To examine the enhancing effects of syringetin on the radiosensitivity of normal and cancer cells, and the related mechanism.We used normal human lung and mouse fibroblasts as well as human lung and mouse cancer cells derived from the above normal fibroblasts. Cell radiosensitivity was measured using a colony formation assay. Apoptosis was analyzed with DAPI staining and Western blots. DNA lesions were analyzed with γH2AX immunofluorescent staining.The colony formation assay showed that syringetin enhanced radiosensitivity more effectively in cancer cells (H1299 and C3H/MCA clone 15) compared with normal cells (HFL-III and C3H/10T1/2).

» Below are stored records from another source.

//! The Registry collaborator of §4.7 / §6: the three-table CRUD surface
//! (`machines`, `cert_credentials`, `password_credentials`,
//! `anon_credentials`) behind a `Registry` trait, so the orchestrator and
//! restore routine never depend on a concrete store.

// SPDX-License-Identifier: AGPL-3.0-or-later
// Copyright (C) 2012-2025 Andrei Maltsev

pub mod memory;
pub mod pg;

use async_trait::async_trait;
use chrono::{DateTime, Utc};
use uuid::Uuid;

use crate::cfg::enums::{ConnectionType, MachineStatus, MessageSecurityMode, SecurityPolicy};

pub use memory::InMemoryRegistry;
pub use pg::PgRegistry;

/// `machines` row (§3 `MachineRecord`). `uuid` doubles as the pool SID —
/// that's the one field restoration rewrites in place (§4.3 `RestoreAll`).
#[derive(Debug, Clone, PartialEq)]
pub struct MachineRow {
    pub uuid: Uuid,
    pub endpoint_url: String,
    pub manufacturer: String,
    pub model: String,
    pub created_at: DateTime<Utc>,
    pub updated_at: DateTime<Utc>,
    pub status: MachineStatus,
    /// Poll interval in seconds; internally named distinctly from the wire
    /// struct's `timeout_seconds` per the §9 open-question resolution.
    pub poll_interval_seconds: i64,
    pub connection_type: ConnectionType,
    pub cert_ref: Option<Uuid>,
    pub anon_ref: Option<Uuid>,
    pub pass_ref: Option<Uuid>,
}

#[derive(Debug, Clone, PartialEq)]
pub struct AnonCredentialRow {
    pub id: Uuid,
    pub policy: SecurityPolicy,
    pub mode: MessageSecurityMode,
}

#[derive(Debug, Clone, PartialEq)]
pub struct PasswordCredentialRow {
    pub id: Uuid,
    pub username: String,
    pub password: String,
    pub policy: SecurityPolicy,
    pub mode: MessageSecurityMode,
}

#[derive(Debug, Clone, PartialEq)]
pub struct CertCredentialRow {
    pub id: Uuid,
    pub certificate: Vec<u8>,
    pub key: Vec<u8>,
    pub policy: SecurityPolicy,
    pub mode: MessageSecurityMode,
}

/// The three-table CRUD surface of §6, abstracted so the orchestrator can
/// be exercised against `InMemoryRegistry` in tests and `PgRegistry` in
/// production.
#[async_trait]
pub trait Registry: Send + Sync + std::fmt::Debug {
    async fn find_machine_by_endpoint(
        &self,
        endpoint_url: &str,
    ) -> anyhow::Result<Option<MachineRow>>;
    async fn get_machine(&self, uuid: Uuid) -> anyhow::Result<Option<MachineRow>>;
    async fn list_machines(&self) -> anyhow::Result<Vec<MachineRow>>;
    async fn insert_machine(&self, row: MachineRow) -> anyhow::Result<()>;
    /// Rewrites a machine row's primary key in place; used only by
    /// `RestoreAll`, which mints a new SID on every successful redial.
    async fn replace_machine_sid(
        &self,
        old_uuid: Uuid,
        new_uuid: Uuid,
    ) -> anyhow::Result<()>;
    async fn delete_machine(&self, uuid: Uuid) -> anyhow::Result<()>;
    /// Persists a transition between `CONNECTED` and `POLLED`; called from
    /// the polling start/stop paths so `RestoreAll` can tell which rows to
    /// resume polling for after a restart.
    async fn update_machine_status(
        &self,
        uuid: Uuid,
        status: MachineStatus,
    ) -> anyhow::Result<()>;

    async fn insert_anon_credential(&self, row: AnonCredentialRow) -> anyhow::Result<()>;
    async fn get_anon_credential(
        &self,
        id: Uuid,
    ) -> anyhow::Result<Option<AnonCredentialRow>>;
    async fn delete_anon_credential(&self, id: Uuid) -> anyhow::Result<()>;

    async fn insert_password_credential(
        &self,
        row: PasswordCredentialRow,
    ) -> anyhow::Result<()>;
    async fn get_password_credential(
        &self,
        id: Uuid,
    ) -> anyhow::Result<Option<PasswordCredentialRow>>;
    async fn delete_password_credential(&self, id: Uuid) -> anyhow::Result<()>;

    async fn insert_cert_credential(&self, row: CertCredentialRow) -> anyhow::Result<()>;
    async fn get_cert_credential(
        &self,
        id: Uuid,
    ) -> anyhow::Result<Option<CertCredentialRow>>;
    async fn delete_cert_credential(&self, id: Uuid) -> anyhow::Result<()>;
}

/// Used by handlers/orchestrator code that needs a `Result<T, GatewayError>`
/// from a `Registry` call tagged with the calling operation.
pub fn persist_err(op: &'static str, e: anyhow::Error) -> crate::error::GatewayError {
    crate::error::GatewayError::persist(op, e)
}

The radiosensitizing effect of syringetin was observed in mutated p53 and wild-type p53-transfected H1299 cells regardless of p53 status. Apoptosis was more frequently observed in X-ray-irradiated H1299 cells combined with syringetin compared with X-ray-only-treated cells. Enhanced apoptosis by syringetin was not observed in HFL-III cells. Western blot analysis showed that X-ray-induced Caspase-3 activation was enhanced by syringetin in H1299 cells. The number of X-ray-induced DNA double-strand breaks (DSB) measured by quantitative analysis of γH2AX foci was the same for H1299 cells treated with X-rays with or without syringetin.This study supports the hypothesis that syringetin enhances radiosensitivity more effectively in cancer cells than in normal cells through enhancement of the Caspase-3-mediated apoptosis pathway. Syringetin could be useful in the development of novel efficacious radiosensitizers.